Re: TPC-H Q20 from 1 hour to 19 hours!

From: Tomas Vondra <tomas(dot)vondra(at)2ndquadrant(dot)com>
To: Robert Haas <robertmhaas(at)gmail(dot)com>, Rafia Sabih <rafia(dot)sabih(at)enterprisedb(dot)com>
Cc: PostgreSQL Developers <pgsql-hackers(at)postgresql(dot)org>
Subject: Re: TPC-H Q20 from 1 hour to 19 hours!
Date: 2017-03-29 22:14:30
Message-ID: 060a9d76-67ab-0152-ff2e-36bf9156fd78@2ndquadrant.com
Views: Raw Message | Whole Thread | Download mbox | Resend email
Thread:
Lists: pgsql-hackers

On 03/29/2017 09:00 PM, Robert Haas wrote:
> On Mon, Mar 6, 2017 at 1:22 AM, Rafia Sabih
> <rafia(dot)sabih(at)enterprisedb(dot)com> wrote:
>> This is to bring to notice a peculiar instance I found recently while
>> running TPC-H benchmark queries. Q20 of the benchmark took 19 hours to
>> complete ...
>
> That's bad.
>
>> It is clear that selectivity estimations are really bad in this case
>> particularly at node,
>> -> Merge Join (cost=52959586.72..60024468.82 rows=85 width=16)
>> (actual time=1525322.753..2419045.641 rows=1696742 loops=1)
>> Merge Cond: ((lineitem.l_partkey =
>> partsupp.ps_partkey) AND (lineitem.l_suppkey = partsupp.ps_suppkey))
>> Join Filter:
>> ((partsupp.ps_availqty)::numeric > ((0.5 * sum(lineitem.l_quantity))))
>> Rows Removed by Join Filter: 3771
>
> So, the selectivity estimation here is bad both before and after Tom's
> commit, but it's significantly worse after (actual value 1696742, old
> estimate 3771, new estimate 85).
>
>> Still this puzzled me as during earlier runs of this benchmark I never
>> encountered such prolonged running times. On further investigation I
>> found that on reverting the commit
>> 7fa93eec4e0c9c3e801e3c51aa4bae3a38aaa218
>> Author: Tom Lane <tgl(at)sss(dot)pgh(dot)pa(dot)us>
>> Date: Sat Dec 17 15:28:54 2016 -0500
>> Fix FK-based join selectivity estimation for semi/antijoins.
>
> I don't think the problem originates at the Merge Join, though,
> because the commit says that at is fixing semi and anti-join estimates
> - this is a plain inner join, so in theory it shouldn't change.
> However, it's a bit hard for me to piece through these plans, the
> formatting kind of got messed up - things are wrapped.
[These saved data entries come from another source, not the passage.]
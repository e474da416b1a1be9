//! # Transfer
//!
//! Commands carrying their payload on a data connection: retrieval, upload and listings

use std::io::{self, BufRead, BufReader, Read, Write};
use std::net::{Shutdown, TcpStream};
use std::time::Duration;

use chrono::Utc;

use super::{DataStream, ImplFtpSession, TlsStream};
use crate::cancel::{CancelToken, Watch};
use crate::command::Command;
use crate::list::{parse_list_line, parse_mlsx_line, Entry, ListingParser};
use crate::types::Response;
use crate::{FtpError, FtpResult, Status};

/// Size of the chunks written on the data connection
const CHUNK_SIZE: usize = 8 * 1024;

/// A readable data connection with an explicit close
pub trait TransferStream: Read {
    /// Close the data connection and read the reply which ends the transfer.
    /// Closing an already closed stream does nothing.
    fn close(&mut self) -> FtpResult<()>;

    /// Set the longest silence tolerated on the data connection before a read fails.
    /// The window restarts on every read.
    fn set_timeout(&self, timeout: Option<Duration>) -> FtpResult<()>;
}

/// An open data connection.
///
/// It holds the session until it's closed or dropped, so no other command can be sent meanwhile.
/// Dropping it without closing closes it anyway, logging any error.
pub struct Retrieval<'a, T>
where
    T: TlsStream,
{
    session: &'a mut ImplFtpSession<T>,
    stream: Option<DataStream<T>>,
    watch: Option<Watch>,
    token: CancelToken,
}

impl<'a, T> Retrieval<'a, T>
where
    T: TlsStream,
{
    /// `victim` is a handle to the socket under `stream`, shut down if `token` fires
    fn new(
        session: &'a mut ImplFtpSession<T>,
        stream: DataStream<T>,
        victim: TcpStream,
        token: &CancelToken,
    ) -> Self {
        Self {
            session,
            stream: Some(stream),
            watch: Some(Watch::spawn(token, victim)),
            token: token.clone(),
        }
    }

    /// Copy `reader` into the data connection
    fn upload<R>(&mut self, reader: &mut R) -> FtpResult<u64>
    where
        R: Read,
    {
        let Some(stream) = self.stream.as_mut() else {
            return Ok(0);
        };
        let mut buffer = vec![0; CHUNK_SIZE];
        let mut written: u64 = 0;
        loop {
            self.token.check()?;
            let read = match reader.read(&mut buffer) {
                Ok(0) => break,
                Ok(read) => read,
                Err(err) if err.kind() == io::ErrorKind::Interrupted => continue,
                Err(err) => return Err(FtpError::ConnectionError(err)),
            };
            stream
                .write_all(&buffer[..read])
                .map_err(|err| transfer_error(&self.token, err))?;
            written += read as u64;
        }
        stream
            .flush()
            .map_err(|err| transfer_error(&self.token, err))?;

        Ok(written)
    }

    /// Close the data connection, then read the final reply.
    /// Returns `None` if the stream was already closed.
    fn finish(&mut self, expected: &[Status]) -> FtpResult<Option<Response>> {
        let Some(stream) = self.stream.take() else {
            return Ok(None);
        };
        debug!("Finalizing data stream");
        // the watcher holds a handle to the socket too: both must go for the socket to be closed
        let watch = self.watch.take();
        drop(stream);
        drop(watch);
        trace!("dropped stream");
        self.session
            .guarded(&self.token, |session| {
                session.control.read_response_in(expected)
            })
            .map(Some)
    }

    /// Map an io error from the data connection, telling cancellation apart
    fn error(&self, err: io::Error) -> FtpError {
        transfer_error(&self.token, err)
    }
}

impl<T> Read for Retrieval<'_, T>
where
    T: TlsStream,
{
    fn read(&mut self, buf: &mut [u8]) -> io::Result<usize> {
        let Some(stream) = self.stream.as_mut() else {
            return Ok(0);
        };
        let result = stream.read(buf);
        if self.token.is_cancelled() {
            return Err(io::Error::other(FtpError::Cancelled));
        }
        result
    }
}

impl<T> TransferStream for Retrieval<'_, T>
where
    T: TlsStream,
{
    fn close(&mut self) -> FtpResult<()> {
        self.finish(&[
            Status::ClosingDataConnection,
            Status::RequestedFileActionOk,
        ])
        .map(|_| ())
    }

    fn set_timeout(&self, timeout: Option<Duration>) -> FtpResult<()> {
        match self.stream.as_ref() {
            Some(stream) => stream.set_timeout(timeout),
            None => Ok(()),
        }
    }
}

impl<T> Drop for Retrieval<'_, T>
where
    T: TlsStream,
{
    fn drop(&mut self) {
        if let Err(err) = self.close() {
            error!("Failed to close data stream: {err}");
        }
    }
}

fn transfer_error(token: &CancelToken, err: io::Error) -> FtpError {
    if token.is_cancelled() {
        FtpError::Cancelled
    } else {
        FtpError::ConnectionError(err)
    }
}

impl<T> ImplFtpSession<T>
where
    T: TlsStream,
{
    /// Retrieve the file at `path`.
    ///
    /// ```rust,ignore
    /// use std::io::Read;
    /// use tandemftp::TransferStream;
    ///
    /// let mut stream = session.retr(&token, "readme.txt")?;
    /// let mut text = String::new();
    /// stream.read_to_string(&mut text)?;
    /// stream.close()?;
    /// ```
    pub fn retr(&mut self, token: &CancelToken, path: &str) -> FtpResult<Retrieval<'_, T>> {
        self.retr_from(token, path, 0)
    }

    /// Retrieve the file at `path`, skipping its first `offset` bytes
    pub fn retr_from(
        &mut self,
        token: &CancelToken,
        path: &str,
        offset: u64,
    ) -> FtpResult<Retrieval<'_, T>> {
        debug!("Retrieving '{path}' from offset {offset}");
        self.data_command(token, offset, Command::Retr(path.to_string()))
    }

    /// Simple way to retr a file from the server. This stores the file in a buffer in memory.
    pub fn retr_as_buffer(&mut self, token: &CancelToken, path: &str) -> FtpResult<Vec<u8>> {
        let mut stream = self.retr(token, path)?;
        let mut buffer = Vec::new();
        stream
            .read_to_end(&mut buffer)
            .map_err(|err| stream.error(err))?;
        stream.close()?;
        Ok(buffer)
    }

    /// Store the content of `reader` as the file at `path`.
    /// Returns the status of the reply ending the transfer.
    pub fn put_file<R>(&mut self, token: &CancelToken, path: &str, reader: &mut R) -> FtpResult<Status>
    where
        R: Read,
    {
        self.put_file_from(token, path, reader, 0)
    }

    /// Store the content of `reader` in the file at `path`, starting at `offset`
    pub fn put_file_from<R>(
        &mut self,
        token: &CancelToken,
        path: &str,
        reader: &mut R,
        offset: u64,
    ) -> FtpResult<Status>
    where
        R: Read,
    {
        debug!("Put file {path} from offset {offset}");
        let mut stream = self.data_command(token, offset, Command::Store(path.to_string()))?;
        let copied = stream.upload(reader);
        let finished = stream.finish(&[Status::ClosingDataConnection]);
        let written = copied?;
        debug!("Written {written} bytes to {path}");
        finished?
            .map(|response| response.status)
            .ok_or(FtpError::BadResponse)
    }

    /// List the entries of the directory at `path` (the working directory if `None`).
    ///
    /// `MLSD` is used when the server advertises `MLST`, `LIST` otherwise.
    /// Lines which can't be parsed are skipped.
    pub fn list(&mut self, token: &CancelToken, path: Option<&str>) -> FtpResult<Vec<Entry>> {
        debug!("Reading {} directory content", path.unwrap_or("working"));
        let path = path.map(|x| x.to_string());
        let (command, parser): (Command, ListingParser) = if self.mlsd_supported {
            (Command::Mlsd(path), parse_mlsx_line)
        } else {
            (Command::List(path), parse_list_line)
        };
        let now = Utc::now();
        let tz = self.config.time_zone;
        let mut entries = Vec::new();
        self.stream_lines(token, command, |line| match parser(line, now, tz) {
            Ok(entry) => entries.push(entry),
            Err(err) => trace!("Skipping listing line '{line}': {err}"),
        })?;

        Ok(entries)
    }

    /// List the names in the directory at `path` (the working directory if `None`)
    pub fn nlst(&mut self, token: &CancelToken, path: Option<&str>) -> FtpResult<Vec<String>> {
        debug!("Getting file names for {} directory", path.unwrap_or("working"));
        let mut names = Vec::new();
        self.stream_lines(
            token,
            Command::Nlst(path.map(|x| x.to_string())),
            |line| names.push(line.to_string()),
        )?;

        Ok(names)
    }

    /// Open a data connection for `command`.
    ///
    /// The address is negotiated with EPSV/PASV, then `REST` is sent if `offset` isn't 0,
    /// then the command, whose preliminary reply must be 125 or 150.
    pub(crate) fn data_command(
        &mut self,
        token: &CancelToken,
        offset: u64,
        command: Command,
    ) -> FtpResult<Retrieval<'_, T>> {
        // the socket handle is taken before the command is sent, so an open transfer always gets a watcher
        let (stream, victim) = self.guarded(token, |session| {
            let tcp = session.open_data_conn(token)?;
            let victim = tcp.try_clone().map_err(FtpError::ConnectionError)?;
            match session.start_transfer(tcp, offset, command) {
                Ok(stream) => Ok((stream, victim)),
                Err(err) => {
                    if let Err(err) = victim.shutdown(Shutdown::Both) {
                        trace!("failed to close data connection: {err}");
                    }
                    Err(err)
                }
            }
        })?;
        Ok(Retrieval::new(self, stream, victim, token))
    }

    fn start_transfer(
        &mut self,
        tcp: TcpStream,
        offset: u64,
        command: Command,
    ) -> FtpResult<DataStream<T>> {
        if offset != 0 {
            self.roundtrip(Command::Rest(offset), &[Status::RequestFilePending])?;
        }
        self.control.perform(&command)?;
        self.control
            .read_response_in(&[Status::AlreadyOpen, Status::AboutToSend])?;
        // set before wrapping, so the TLS handshake is bounded too
        tcp.set_read_timeout(self.config.data_timeout)
            .and_then(|_| tcp.set_write_timeout(self.config.data_timeout))
            .map_err(FtpError::ConnectionError)?;
        self.config.wrap(tcp)
    }

    /// Run `command` and pass every line of its data connection to `on_line`.
    /// The idle timeout is renewed on every line, and the token checked after every line.
    fn stream_lines<F>(&mut self, token: &CancelToken, command: Command, mut on_line: F) -> FtpResult<()>
    where
        F: FnMut(&str),
    {
        let mut stream = self.data_command(token, 0, command)?;
        let timeout = stream.session.config.data_timeout;
        let mut reader = BufReader::new(&mut stream);
        let mut line = Vec::new();
        loop {
            reader.get_ref().set_timeout(timeout)?;
            line.clear();
            match reader.read_until(b'\n', &mut line) {
                Ok(0) => break,
                Ok(_) => {}
                Err(err) => return Err(reader.get_ref().error(err)),
            }
            token.check()?;
            let text = String::from_utf8_lossy(&line);
            let text = text.trim_end_matches(['\r', '\n']);
            if text.is_empty() {
                continue;
            }
            trace!("STREAM IN: {text}");
            on_line(text);
        }
        drop(reader);
        stream.close()
    }
}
Could you
> possibly attach the plans as attachments?
>

I've been looking into this today, and it seems to me the simplest query
triggering this issue (essentially a part of q20) is this:

select
ps_suppkey
from
partsupp,
(
select
l_partkey agg_partkey,
l_suppkey agg_suppkey
from
lineitem
group by
l_partkey,
l_suppkey
) agg_lineitem
where
agg_partkey = ps_partkey
and agg_suppkey = ps_suppkey
and ps_partkey in (
select
p_partkey
from
part
where
p_name like 'hot%'
);

which does actually include a semijoin. What seems to trigger the issue
is the join to the aggregated lineitem table - when replacing it with a
plain table, everything seems to be estimated perfectly fine.

Attached is a simple SQL script, that runs three variants of the query:

(1) with the join to the aggregated lineitem table
(2) with a join to a plain lineitem table
(3) with a join to a plain lineitem table and to 'part' (without the
semijoin)

First the queries are executed on tables without any foreign keys
(between those three), then with a FK between lineitem and partsupp, and
finally with additional FK between partsupp and part.

Initially the estimates are bad, but once the first foreign key is
added, the estimates get very accurate - except for the case (1).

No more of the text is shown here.